HEVC (H.265) Encoding
One of this year’s biggest trends is that more and more products are beginning to feature and support HEVC encoding, which is fantastic news for the 360 Video industry. In a nutshell, HEVC encoding is a new type of video compression that provides double the quality for the file size compared to the previous standard. This means that people will be able to stream a 4K 360 video using the same amount of data as a 2K stream would have taken under the old format. For 360 live streams, we’ll now be able to provide stunning 4K quality at half the internet speeds or double the quality at the same speeds. This is also great for playback on devices like Samsung GearVR, as files will be half the size, making them easier to download and store on devices.
To say that 360 Cameras have come a long way since last year’s show would be an understatement. This year’s show floor was packed with new cameras featuring advanced functionality and superior image quality compared to cameras already on the market. Z Cam and Kandao VR were two of my favorites and took the cake in terms of stereo camera quality, with the new Google Jump camera not far behind.
Network Production Solutions
Another trend that generated a lot of buzz is the ability to do live 360 video production over a network, rather than over analog connections. The days of sending analog video signals over copper cables to broadcast trucks parked outside of event stadiums could very well be coming to an end. Instead, it may soon be standard practice to send 4K video to offsite production studios over fiber network cables.

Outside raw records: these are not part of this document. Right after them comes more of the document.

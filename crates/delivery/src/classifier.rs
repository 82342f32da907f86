//! Provider error classification: a pure decision table mapping the
//! messaging provider's numeric error codes to delivery outcomes.
//!
//! Fatal and Unknown both stop processing and escalate to the caller (the
//! scheduler treats them identically, a human must look), but stay distinct
//! for observability. Transient never escalates, it always resolves to a
//! scheduled retry. UserUnreachable never escalates, it always resolves to a
//! persisted status change.

use herald_common::types::UserCategory;

/// Root cause of an application-level provider rejection.
#[derive(Debug, Clone, Copy, PartialEq, Eq)]
pub enum FatalCause {
    /// The application's consumer credentials were rejected (code 32).
    InvalidCredentials,
    /// The provider revoked the application's access (code 416).
    AccessRevoked,
}

impl std::fmt::Display for FatalCause {
    fn fmt(&self, f: &mut std::fmt::Formatter<'_>) -> std::fmt::Result {
        match self {
            FatalCause::InvalidCredentials => write!(
                f,
                "authentication problems, check that the consumer key and secret are correct"
            ),
            FatalCause::AccessRevoked => {
                write!(f, "the application's access has been suspended by the provider")
            }
        }
    }
}

/// What a single provider error entry means for the delivery attempt.
///
/// Computed per entry and consumed immediately; never persisted.
#[derive(Debug, Clone, Copy, PartialEq, Eq)]
pub enum Outcome {
    /// Application-level failure; escalate immediately.
    Fatal(FatalCause),
    /// The target user can no longer receive messages; persist the category.
    UserUnreachable(UserCategory),
    /// Provider-side or throttling failure expected to clear; retry later.
    Transient,
    /// Unmapped code; escalate with the raw code and message preserved.
    Unknown,
}

/// Classify a provider error code.
///
/// Total over all codes: anything unmapped is `Unknown` so new provider
/// codes surface to an operator instead of being silently swallowed.
pub const fn classify(code: u32) -> Outcome {
    match code {
        // app-related
        32 => Outcome::Fatal(FatalCause::InvalidCredentials),
        416 => Outcome::Fatal(FatalCause::AccessRevoked),
        // user-related
        89 => Outcome::UserUnreachable(UserCategory::Revoked),
        326 | 64 => Outcome::UserUnreachable(UserCategory::Suspended),
        // provider-side: over capacity, internal error, rate limit
        130 | 131 | 88 => Outcome::Transient,
        _ => Outcome::Unknown,
    }
}
use thiserror::Error;

/// Common infrastructure error types used across the application.
#[derive(Debug, Error)]
pub enum AppError {
    #[error("Database error: {0}")]
    Database(#[from] sqlx::Error),

    #[error("Redis error: {0}")]
    Redis(#[from] redis::RedisError),

    #[error("Serialization error: {0}")]
    Serialization(#[from] serde_json::Error),

    #[error("Configuration error: {0}")]
    Config(String),

    #[error("Not found: {0}")]
    NotFound(String),

    #[error("Internal error: {0}")]
    Internal(String),
}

There was a lot of talk this year about next generation optical flow stitching, which many see as the future of 360 Video stitching, especially for stereoscopic content. Basically, optical flow stitching solutions – some of which are cloud solutions and some of which run directly on PCs – are computational engines that stitch 360 Video automatically, saving countless hours of post-production manual work. At this stage in the game, most of these solutions have issues that need to be worked out, but I expect that this will happen soon and that optical flow stitching will be standard practice before we know it.
All in all, this year’s NAB Show was a great event that showcased a lot of exciting advancements already at use in the 360 Video and VR industry, as well as a lot of great stuff to come.